Over the recent past, there has been a growing emphasis on maintaining a large database at the block/ district level on indicators such as rates of enrolment, drop-out, achievement, etc. These are also used as yardsticks for monitoring schools and for larger school management. While official insistence on the regular maintaining of detailed records in relation to these indicators has burdened schools, it has also led to an unnecessary emphasis on quantitative indices of school performance (often leading to data of questionable quality) at various levels without adequate steps to link academic planning and the process of curriculum transaction.

Block Resource Centres (BRCs) and Cluster Resource Centres (CRCs) are now present in almost all districts for monitoring schools and teachers through follow-up. In order to provide training, DIETs have been set up at the district level. Lack of role clarity and overlap of activities afflict the functioning of these organisations. Quite often, personnel in resource centres are mostly reduced to administrative and data-collection functionaries. Given the perspective of decentralised school-level academic planning, and the active and creative involvement of teachers in defining the nature of curriculum transaction for addressing the needs of children, it is urgent that BRCs and CRCs are energised so that they can play a facilitating role. It would be necessary to define the roles of resource persons in these centres, to build their capacities by deepening their subject knowledge and training competence, and to provide them space to function with some autonomy. Rather than routinely conducting workshops designed elsewhere, these centres could focus on conducting workshops along with follow-up activities based on the needs they identify locally. Norms for schools visits, guidelines for systematic monitoring, feedback and academic support will also have to be evolved. There is also a need for institutional mechanisms that coordinate and build upon the work done by resource centres at different levels in order that synergies can emerge.



Teacher Education for Curriculum Renewal

Though the professional preparation of teachers has been recognised as crucially important since the 1960s, the ground reality remains a matter of great concern. The Kothari Commission (1964–66) emphasised the need for teacher education to be brought into mainstream academic life, but teacher education institutes continue to exist as insular organisations. The Chattopadhyaya Committee (1983–85) recommended that the length of training for a secondary teacher should be five years following completion of Class 12; it also suggested that colleges of science and arts introduce an Education Department to allow students to opt for teacher education. The Yashpal Committee Report (1993), Learning Without Burden, noted: "The emphasis in these programmes should be on enabling trainees to acquire the ability for self-learning and independent thinking."
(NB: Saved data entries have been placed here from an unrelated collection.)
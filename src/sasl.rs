//! SASL authentication helpers for IRC.
//!
//! The client sends the mechanism name and, without waiting for the
//! server's empty challenge, the whole initial response. Every supported
//! mechanism completes in that single step.
//!
//! # Supported Mechanisms
//!
//! - **PLAIN**: Simple username/password authentication (RFC 4616)
//! - **EXTERNAL**: Certificate-based authentication (client cert)
//! - **OAUTHBEARER**: Bearer token authentication (RFC 7628)
//!
//! # Reference
//! - IRCv3 SASL: <https://ircv3.net/specs/extensions/sasl-3.2>
//!
//! # Example
//!
//! ```
//! use slirc_client::sasl::{SaslCredentials, SaslMechanism};
//!
//! let creds = SaslCredentials::Plain {
//!     username: "myuser".into(),
//!     password: "mypassword".into(),
//! };
//! assert_eq!(creds.mechanism(), SaslMechanism::Plain);
//! let lines = creds.authenticate_messages();
//! assert_eq!(lines.len(), 1);
//! ```

use base64::{engine::general_purpose::STANDARD as BASE64, Engine as _};
use serde::Deserialize;

use crate::message::Message;

/// Maximum length of a single SASL message chunk (400 bytes).
///
/// SASL responses that exceed this length must be split into multiple
/// AUTHENTICATE commands.
pub const SASL_CHUNK_SIZE: usize = 400;

/// Supported SASL authentication mechanisms.
#[derive(Clone, Copy, Debug, PartialEq, Eq, Hash)]
pub enum SaslMechanism {
    /// PLAIN mechanism (RFC 4616) - simple username/password.
    Plain,
    /// EXTERNAL mechanism - uses TLS client certificate.
    External,
    /// OAUTHBEARER mechanism (RFC 7628) - pre-obtained bearer token.
    OAuthBearer,
}

impl SaslMechanism {
    /// Parse a mechanism name string.
    pub fn parse(name: &str) -> Option<Self> {
        match name.to_ascii_uppercase().as_str() {
            "PLAIN" => Some(Self::Plain),
            "EXTERNAL" => Some(Self::External),
            "OAUTHBEARER" => Some(Self::OAuthBearer),
            _ => None,
        }
    }

    /// Returns the canonical name of this mechanism.
    pub fn as_str(&self) -> &'static str {
        match self {
            Self::Plain => "PLAIN",
            Self::External => "EXTERNAL",
            Self::OAuthBearer => "OAUTHBEARER",
        }
    }
}

impl std::fmt::Display for SaslMechanism {
    fn fmt(&self, f: &mut std::fmt::Formatter<'_>) -> std::fmt::Result {
        f.write_str(self.as_str())
    }
}

/// One configured set of SASL credentials.
///
/// Being an enum, at most one mechanism can be configured at a time. In
/// TOML it reads as a table tagged by `mechanism`:
///
/// ```toml
/// [sasl]
/// mechanism = "plain"
/// username = "alice"
/// password = "hunter2"
/// ```
#[derive(Clone, Debug, PartialEq, Eq, Deserialize)]
#[serde(tag = "mechanism", rename_all = "lowercase")]
pub enum SaslCredentials {
    /// PLAIN username and password.
    Plain {
        /// Authentication identity.
        username: String,
        /// Password.
        password: String,
    },
    /// EXTERNAL; the TLS client certificate identifies us.
    External,
    /// OAUTHBEARER with an already-obtained token.
    #[serde(rename = "oauthbearer")]
    OAuthBearer {
        /// Bearer token.
        token: String,
    },
}

impl SaslCredentials {
    /// The mechanism these credentials use.
    pub fn mechanism(&self) -> SaslMechanism {
        match self {
            Self::Plain { .. } => SaslMechanism::Plain,
            Self::External => SaslMechanism::External,
            Self::OAuthBearer { .. } => SaslMechanism::OAuthBearer,
        }
    }

    /// The base64-encoded initial response, `+` when empty.
    pub fn initial_response(&self) -> String {
        match self {
            Self::Plain { username, password } => encode_plain(username, password),
            Self::External => encode_external(None),
            Self::OAuthBearer { token } => encode_oauthbearer(token),
        }
    }

    /// The `AUTHENTICATE` lines carrying the initial response.
    pub fn authenticate_messages(&self) -> Vec<Message> {
        authenticate_messages(&self.initial_response())
    }
}

/// Encode credentials for the PLAIN mechanism.
///
/// The PLAIN mechanism encodes: `authzid NUL authcid NUL password`, with
/// an empty authzid.
///
/// ```
/// use slirc_client::sasl::encode_plain;
///
/// assert_eq!(encode_plain("u", "p"), "AHUAcA==");
/// ```
pub fn encode_plain(username: &str, password: &str) -> String {
    let payload = format!("\0{}\0{}", username, password);
    BASE64.encode(payload.as_bytes())
}

/// Encode an EXTERNAL mechanism response.
///
/// Without an authorization identity the response is empty (`+`).
pub fn encode_external(authzid: Option<&str>) -> String {
    match authzid {
        Some(id) if !id.is_empty() => BASE64.encode(id.as_bytes()),
        _ => "+".to_owned(),
    }
}

/// Encode an OAUTHBEARER (RFC 7628) initial client response.
pub fn encode_oauthbearer(token: &str) -> String {
    let payload = format!("n,,\x01auth=Bearer {}\x01\x01", token);
    BASE64.encode(payload.as_bytes())
}

/// Split an encoded SASL response into chunks for transmission.
///
/// Base64 output is ASCII, so byte chunks are always valid UTF-8.
pub fn chunk_response(encoded: &str) -> impl Iterator<Item = &str> {
    encoded
        .as_bytes()
        .chunks(SASL_CHUNK_SIZE)
        .filter_map(|chunk| std::str::from_utf8(chunk).ok())
}

/// Build the `AUTHENTICATE` lines for an encoded response.
///
/// A response whose last chunk is exactly [`SASL_CHUNK_SIZE`] bytes is
/// followed by `AUTHENTICATE +` so the server knows it is complete.
pub fn authenticate_messages(encoded: &str) -> Vec<Message> {
    if encoded.is_empty() || encoded == "+" {
        return vec![Message::new("AUTHENTICATE", ["+"])];
    }
    let mut lines: Vec<Message> = chunk_response(encoded)
        .map(|chunk| Message::new("AUTHENTICATE", [chunk]))
        .collect();
    if encoded.len() % SASL_CHUNK_SIZE == 0 {
        lines.push(Message::new("AUTHENTICATE", ["+"]));
    }
    lines
}

/// Decode a base64-encoded SASL challenge or response.
pub fn decode_base64(encoded: &str) -> Result<Vec<u8>, base64::DecodeError> {
    if encoded == "+" {
        return Ok(Vec::new());
    }
    BASE64.decode(encoded)
}

/// SASL authentication progress of one connection.
#[derive(Clone, Debug, PartialEq, Eq, Default)]
pub enum SaslState {
    /// Not attempted.
    #[default]
    Initial,
    /// Mechanism and initial response sent, waiting for the result.
    InProgress(SaslMechanism),
    /// Authentication succeeded.
    Success,
    /// Authentication failed.
    Failed(String),
    /// We aborted with `AUTHENTICATE *`.
    Aborted,
}

impl SaslState {
    /// Check if an exchange is outstanding.
    pub fn is_in_progress(&self) -> bool {
        matches!(self, Self::InProgress(_))
    }

    /// Check if authentication is complete (success or failure).
    pub fn is_complete(&self) -> bool {
        matches!(self, Self::Success | Self::Failed(_) | Self::Aborted)
    }

    /// Check if authentication succeeded.
    pub fn is_success(&self) -> bool {
        matches!(self, Self::Success)
    }
}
Present Concerns in Teacher Education

Teacher education programmes today train teachers to adjust to a system in which education is seen as the transmission of information. Attempts at curricular reform have not been adequately supported by the teacher education. Large-scale recruitment para-teachers has diluted the identity of the teacher as a professional. Major initiatives during the mid 1990s were focused on in-service training of teachers. This has accentuated the divide between pre-service and in-service teacher education. Pre-primary, primary and secondary teachers continue to be isolated from centres of higher learning, and their needs for professional development remain unaddressed. Existing teacher education programmes neither accommodate the emerging ideas in context and pedagogy nor address the issue of linkages between school and society. There is little space for engagement with innovative educational experiments.
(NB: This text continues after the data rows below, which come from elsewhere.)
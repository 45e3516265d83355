//! IRCv3 batches.
//!
//! A batch opens with `BATCH +ref type params...` and closes with
//! `BATCH -ref`. Messages inside carry a `batch=ref` tag, and batches may
//! nest through the same tag on the opening line.
//!
//! # Reference
//! - <https://ircv3.net/specs/extensions/batch>

use std::collections::HashMap;
use std::sync::Arc;

use crate::message::Message;

/// One open (or just closed) batch.
#[derive(Clone, Debug, PartialEq, Eq)]
pub struct Batch {
    /// Reference name, unique among open batches.
    pub name: String,
    /// Batch type, e.g. `chathistory`.
    pub kind: String,
    /// Type-specific parameters.
    pub params: Vec<String>,
    /// Tags of the opening `BATCH` line.
    pub tags: HashMap<String, String>,
    /// Enclosing batch, if nested.
    pub parent: Option<Arc<Batch>>,
}

impl Batch {
    /// Iterate over this batch and its enclosing batches, innermost first.
    pub fn ancestry(&self) -> impl Iterator<Item = &Batch> {
        std::iter::successors(Some(self), |b| b.parent.as_deref())
    }

    /// Whether this batch is, or is nested inside, the batch `name`.
    pub fn is_within(&self, name: &str) -> bool {
        self.ancestry().any(|b| b.name == name)
    }

    /// The outermost batch of this chain.
    pub fn root(&self) -> &Batch {
        self.ancestry().last().unwrap_or(self)
    }

    /// The labeled-response label found along the ancestry.
    pub fn label(&self) -> Option<&str> {
        self.ancestry().find_map(|b| b.tags.get("label").map(String::as_str))
    }
}

/// Open batches of one connection.
#[derive(Clone, Debug, Default)]
pub struct BatchTracker {
    open: HashMap<String, Arc<Batch>>,
}

impl BatchTracker {
    /// Create an empty tracker.
    pub fn new() -> Self {
        Self::default()
    }

    /// Look up an open batch by reference.
    pub fn get(&self, name: &str) -> Option<&Arc<Batch>> {
        self.open.get(name)
    }

    /// The batch a message belongs to, through its `batch` tag.
    pub fn batch_of(&self, msg: &Message) -> Option<Arc<Batch>> {
        msg.batch_ref().and_then(|r| self.open.get(r)).cloned()
    }

    /// Record the batch opened by `BATCH +ref`.
    ///
    /// Returns `None` for anything that is not a well-formed opening line.
    pub fn open(&mut self, msg: &Message) -> Option<Arc<Batch>> {
        let name = msg.param(0)?.strip_prefix('+')?;
        let kind = msg.param(1)?;
        let batch = Arc::new(Batch {
            name: name.to_owned(),
            kind: kind.to_owned(),
            params: msg.params[2..].to_vec(),
            tags: msg.tags.clone(),
            parent: self.batch_of(msg),
        });
        self.open.insert(batch.name.clone(), batch.clone());
        Some(batch)
    }

    /// The batch a `BATCH -ref` line closes, left open until [`Self::remove`].
    ///
    /// Deletion is a separate step so that listeners can still resolve the
    /// closing message's batch.
    pub fn closing(&self, msg: &Message) -> Option<Arc<Batch>> {
        let name = msg.param(0)?.strip_prefix('-')?;
        self.open.get(name).cloned()
    }

    /// Forget a batch.
    pub fn remove(&mut self, name: &str) -> Option<Arc<Batch>> {
        self.open.remove(name)
    }

    /// Number of open batches.
    pub fn len(&self) -> usize {
        self.open.len()
    }

    /// Whether no batch is open.
    pub fn is_empty(&self) -> bool {
        self.open.is_empty()
    }

    /// Drop every open batch.
    pub fn clear(&mut self) {
        self.open.clear();
    }
}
Experiences in the practice of teacher education indicate that knowledge is treated as 'given', embedded in the curriculum and accepted without question. Curriculum, syllabi and textbooks are never critically examined by the student-teacher or the regular teacher. Language proficiency of the teacher needs to be enhanced, and the existing teacher education programmes do not recognise the centrality of language in the curriculum. It is assumed that links between instructional models and teaching of specific subjects are automatically formed during the programme. Most teacher education programmes provide little scope for student-teachers to reflect on their experiences and thus fail to empower teachers as agents of change

Vision for Teacher Education

Teacher education must become more sensitive to the emerging demands from the school system. For this it must prepare the teacher for the roles of being an:
  • encouraging, supportive and humane facilitator in teaching-learning situations to enable learners (students) to discover their talents, realise their physical and intellectual potentialities to the fullest, and to develop character and desirable social and human values to function as responsible citizens; and
  • active member of a group of persons who makes a conscious effort for curricular renewal so that it is relevant to changing societal needs and the personal needs of learners.
To be able to realise this vision, teacher education must comprise the following features to enable student-teachers to :
  • understand the way learning occurs and to create plausible situations conducive to learning.
  • view knowledge as personal experiences constructed in the shared context of teaching- learning, rather than embedded in the external reality of textbooks.
  • be sensitive to the social, professional and administrative contexts in which they need to operate.
  • develop appropriate competencies to be able to not only seek the above-mentioned understanding in actual situations, but also be able to create them.
  • attain a sound knowledge base and proficiency in language.
  • identify their own personal expectations, perceptions of self, capacities and inclinations.
  • consciously attempt to formulate one's own professional orientation as a teacher in situation-specific contexts.
  • view appraisal as a continuous educative process.
  • develop an artistic and aesthetic sense in children through art education.
  • address the learning needs of all children, including those who are marginalised and disabled.
  • In the context of change perspective, it is imperative to pursue an integrated model of teacher education for strengthening the professionalisation of teachers.
  • develop the needed counselling skills and competencies to be a 'facilitator' for and 'helper' of children needing specific kinds of help in finding solutions for day-to-day probelmes related to educational, personal and social situations.
  • learn how to make productive work a pedagogic medium for acquiring knowledgein various subjects, developing values and learning multiple skills.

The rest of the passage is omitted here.